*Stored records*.
*** Block opens ***

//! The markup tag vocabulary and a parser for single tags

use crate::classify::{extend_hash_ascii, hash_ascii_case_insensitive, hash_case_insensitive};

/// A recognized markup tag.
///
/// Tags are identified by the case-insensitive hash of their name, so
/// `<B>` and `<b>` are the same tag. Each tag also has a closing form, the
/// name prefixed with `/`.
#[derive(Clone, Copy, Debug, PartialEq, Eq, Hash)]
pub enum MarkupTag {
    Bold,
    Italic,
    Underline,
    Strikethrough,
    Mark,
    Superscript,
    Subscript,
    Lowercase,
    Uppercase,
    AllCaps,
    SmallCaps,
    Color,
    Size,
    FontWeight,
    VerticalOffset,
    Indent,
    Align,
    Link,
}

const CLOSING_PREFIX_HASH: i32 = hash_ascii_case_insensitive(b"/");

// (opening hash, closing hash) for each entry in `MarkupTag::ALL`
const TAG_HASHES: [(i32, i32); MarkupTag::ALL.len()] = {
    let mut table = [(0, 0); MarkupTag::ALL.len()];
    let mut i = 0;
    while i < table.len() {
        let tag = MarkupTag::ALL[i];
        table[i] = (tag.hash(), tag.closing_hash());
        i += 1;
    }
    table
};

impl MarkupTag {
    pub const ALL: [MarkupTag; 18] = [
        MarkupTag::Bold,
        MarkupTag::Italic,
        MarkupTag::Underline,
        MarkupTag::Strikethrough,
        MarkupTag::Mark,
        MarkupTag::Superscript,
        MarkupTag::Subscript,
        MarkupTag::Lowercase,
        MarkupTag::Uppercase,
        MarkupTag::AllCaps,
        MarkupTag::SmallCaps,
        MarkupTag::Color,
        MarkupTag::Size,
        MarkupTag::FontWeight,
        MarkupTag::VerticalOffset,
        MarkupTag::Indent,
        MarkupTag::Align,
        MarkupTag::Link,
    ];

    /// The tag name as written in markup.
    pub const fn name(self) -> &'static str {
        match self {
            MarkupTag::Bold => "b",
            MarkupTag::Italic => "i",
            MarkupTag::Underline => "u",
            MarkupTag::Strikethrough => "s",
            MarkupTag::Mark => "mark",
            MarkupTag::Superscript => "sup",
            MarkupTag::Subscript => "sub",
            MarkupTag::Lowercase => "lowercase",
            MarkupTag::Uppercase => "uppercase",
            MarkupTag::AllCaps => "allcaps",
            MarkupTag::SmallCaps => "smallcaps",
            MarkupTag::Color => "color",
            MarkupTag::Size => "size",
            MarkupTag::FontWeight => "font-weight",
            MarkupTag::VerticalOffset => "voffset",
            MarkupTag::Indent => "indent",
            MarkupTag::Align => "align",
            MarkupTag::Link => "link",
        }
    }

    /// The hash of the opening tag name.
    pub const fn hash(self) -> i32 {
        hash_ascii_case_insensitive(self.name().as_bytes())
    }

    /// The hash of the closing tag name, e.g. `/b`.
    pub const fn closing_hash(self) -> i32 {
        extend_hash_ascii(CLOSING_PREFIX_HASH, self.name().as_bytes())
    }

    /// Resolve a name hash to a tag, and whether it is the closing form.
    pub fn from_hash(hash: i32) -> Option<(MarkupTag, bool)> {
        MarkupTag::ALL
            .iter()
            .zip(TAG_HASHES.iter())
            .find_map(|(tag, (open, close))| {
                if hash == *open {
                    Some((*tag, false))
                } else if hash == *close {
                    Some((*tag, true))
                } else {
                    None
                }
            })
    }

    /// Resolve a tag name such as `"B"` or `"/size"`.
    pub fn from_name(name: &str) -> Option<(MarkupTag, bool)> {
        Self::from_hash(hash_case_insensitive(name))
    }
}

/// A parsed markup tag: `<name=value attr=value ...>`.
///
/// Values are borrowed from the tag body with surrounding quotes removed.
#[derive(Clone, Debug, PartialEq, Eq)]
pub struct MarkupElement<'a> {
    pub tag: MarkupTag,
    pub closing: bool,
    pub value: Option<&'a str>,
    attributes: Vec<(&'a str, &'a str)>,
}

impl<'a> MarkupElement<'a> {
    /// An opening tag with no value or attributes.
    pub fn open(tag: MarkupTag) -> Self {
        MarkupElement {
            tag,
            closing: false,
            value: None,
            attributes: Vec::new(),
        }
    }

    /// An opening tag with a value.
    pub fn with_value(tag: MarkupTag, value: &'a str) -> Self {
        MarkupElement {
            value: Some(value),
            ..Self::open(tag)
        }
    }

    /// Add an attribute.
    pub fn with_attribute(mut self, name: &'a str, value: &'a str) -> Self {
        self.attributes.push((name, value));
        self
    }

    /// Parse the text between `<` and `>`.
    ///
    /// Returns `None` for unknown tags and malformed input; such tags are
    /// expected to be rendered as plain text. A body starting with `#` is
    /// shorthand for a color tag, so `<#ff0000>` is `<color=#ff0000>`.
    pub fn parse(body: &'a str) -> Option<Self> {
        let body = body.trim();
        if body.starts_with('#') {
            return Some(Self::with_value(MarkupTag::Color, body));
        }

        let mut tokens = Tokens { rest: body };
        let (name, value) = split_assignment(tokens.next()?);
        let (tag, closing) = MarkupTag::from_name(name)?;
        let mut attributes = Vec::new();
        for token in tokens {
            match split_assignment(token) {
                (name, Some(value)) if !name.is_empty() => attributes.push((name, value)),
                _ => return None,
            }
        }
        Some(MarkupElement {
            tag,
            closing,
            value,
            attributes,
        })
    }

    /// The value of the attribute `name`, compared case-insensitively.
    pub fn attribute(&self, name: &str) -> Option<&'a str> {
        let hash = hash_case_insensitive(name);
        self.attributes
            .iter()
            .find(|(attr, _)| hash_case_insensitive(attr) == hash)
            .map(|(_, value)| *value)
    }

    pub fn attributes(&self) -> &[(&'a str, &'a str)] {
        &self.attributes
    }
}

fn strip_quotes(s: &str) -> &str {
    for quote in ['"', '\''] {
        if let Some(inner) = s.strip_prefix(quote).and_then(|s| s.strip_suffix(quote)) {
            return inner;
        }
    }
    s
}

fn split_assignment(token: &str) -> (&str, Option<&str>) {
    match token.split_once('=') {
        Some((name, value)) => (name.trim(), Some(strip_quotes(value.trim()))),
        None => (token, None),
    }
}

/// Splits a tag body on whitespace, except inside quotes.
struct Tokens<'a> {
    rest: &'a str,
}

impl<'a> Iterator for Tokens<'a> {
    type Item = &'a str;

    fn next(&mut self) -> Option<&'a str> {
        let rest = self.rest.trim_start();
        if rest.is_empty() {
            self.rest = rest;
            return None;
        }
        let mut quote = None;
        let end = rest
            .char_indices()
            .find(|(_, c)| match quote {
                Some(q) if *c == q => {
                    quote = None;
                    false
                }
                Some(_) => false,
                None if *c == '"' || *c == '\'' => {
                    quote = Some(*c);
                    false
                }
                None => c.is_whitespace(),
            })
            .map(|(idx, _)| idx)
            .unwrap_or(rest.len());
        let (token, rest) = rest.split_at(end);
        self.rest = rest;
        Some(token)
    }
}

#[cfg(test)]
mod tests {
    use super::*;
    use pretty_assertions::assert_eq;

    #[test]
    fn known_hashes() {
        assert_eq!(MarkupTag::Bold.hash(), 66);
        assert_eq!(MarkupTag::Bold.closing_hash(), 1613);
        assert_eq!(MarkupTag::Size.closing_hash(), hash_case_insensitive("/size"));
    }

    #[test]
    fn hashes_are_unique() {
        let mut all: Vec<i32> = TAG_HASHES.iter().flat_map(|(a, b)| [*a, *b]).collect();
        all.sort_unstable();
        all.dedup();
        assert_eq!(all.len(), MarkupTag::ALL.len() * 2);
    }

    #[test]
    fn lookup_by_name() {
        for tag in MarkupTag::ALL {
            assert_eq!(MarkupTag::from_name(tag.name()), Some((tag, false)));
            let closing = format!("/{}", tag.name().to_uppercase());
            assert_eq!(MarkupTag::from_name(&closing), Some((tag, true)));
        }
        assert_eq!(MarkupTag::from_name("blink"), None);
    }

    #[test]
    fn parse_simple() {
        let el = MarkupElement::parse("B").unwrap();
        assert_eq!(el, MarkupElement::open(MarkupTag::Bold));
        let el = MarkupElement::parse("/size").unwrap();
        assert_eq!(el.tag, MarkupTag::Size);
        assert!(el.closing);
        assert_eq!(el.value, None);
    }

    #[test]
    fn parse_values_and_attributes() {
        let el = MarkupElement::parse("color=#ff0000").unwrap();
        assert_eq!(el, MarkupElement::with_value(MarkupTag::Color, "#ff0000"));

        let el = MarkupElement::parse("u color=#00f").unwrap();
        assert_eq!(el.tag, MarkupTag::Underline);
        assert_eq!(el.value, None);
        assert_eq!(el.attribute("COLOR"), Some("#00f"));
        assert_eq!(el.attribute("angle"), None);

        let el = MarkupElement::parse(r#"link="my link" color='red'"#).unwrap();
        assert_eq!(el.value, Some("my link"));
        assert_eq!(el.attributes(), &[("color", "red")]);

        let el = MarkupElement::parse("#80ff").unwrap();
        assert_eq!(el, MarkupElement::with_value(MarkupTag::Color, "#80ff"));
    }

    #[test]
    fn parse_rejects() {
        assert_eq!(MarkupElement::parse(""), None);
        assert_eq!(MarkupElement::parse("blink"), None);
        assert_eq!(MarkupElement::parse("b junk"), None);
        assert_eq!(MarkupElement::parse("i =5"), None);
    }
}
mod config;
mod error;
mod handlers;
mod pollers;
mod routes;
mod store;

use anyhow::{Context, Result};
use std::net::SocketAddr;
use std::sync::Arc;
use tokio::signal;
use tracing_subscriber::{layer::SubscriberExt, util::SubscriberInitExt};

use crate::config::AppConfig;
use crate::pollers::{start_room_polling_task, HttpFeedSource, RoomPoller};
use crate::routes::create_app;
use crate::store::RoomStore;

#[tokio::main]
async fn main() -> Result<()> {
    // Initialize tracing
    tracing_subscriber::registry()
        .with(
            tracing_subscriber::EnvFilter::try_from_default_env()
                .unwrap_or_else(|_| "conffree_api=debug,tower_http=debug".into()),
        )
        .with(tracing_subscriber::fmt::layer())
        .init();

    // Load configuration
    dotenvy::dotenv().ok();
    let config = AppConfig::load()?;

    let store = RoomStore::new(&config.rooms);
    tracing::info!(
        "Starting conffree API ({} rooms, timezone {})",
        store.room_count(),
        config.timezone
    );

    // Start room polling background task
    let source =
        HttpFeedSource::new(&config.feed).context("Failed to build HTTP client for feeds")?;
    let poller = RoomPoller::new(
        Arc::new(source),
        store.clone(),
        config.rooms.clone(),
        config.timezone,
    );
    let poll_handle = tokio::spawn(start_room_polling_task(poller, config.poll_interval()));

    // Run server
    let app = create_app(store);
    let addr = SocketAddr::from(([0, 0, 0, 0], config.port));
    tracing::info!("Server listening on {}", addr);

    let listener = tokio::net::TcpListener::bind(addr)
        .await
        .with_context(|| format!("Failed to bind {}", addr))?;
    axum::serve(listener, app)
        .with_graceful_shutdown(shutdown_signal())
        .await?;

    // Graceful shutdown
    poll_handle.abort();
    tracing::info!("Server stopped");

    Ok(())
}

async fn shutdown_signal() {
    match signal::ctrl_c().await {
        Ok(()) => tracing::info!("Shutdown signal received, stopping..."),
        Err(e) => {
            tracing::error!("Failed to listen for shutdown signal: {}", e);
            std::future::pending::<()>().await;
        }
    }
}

*** Block closes ***

*Description of the task*.
An answer consisting of the number alone is required: how many lines in the entries hold the string "match"?

*Result of the task*.
5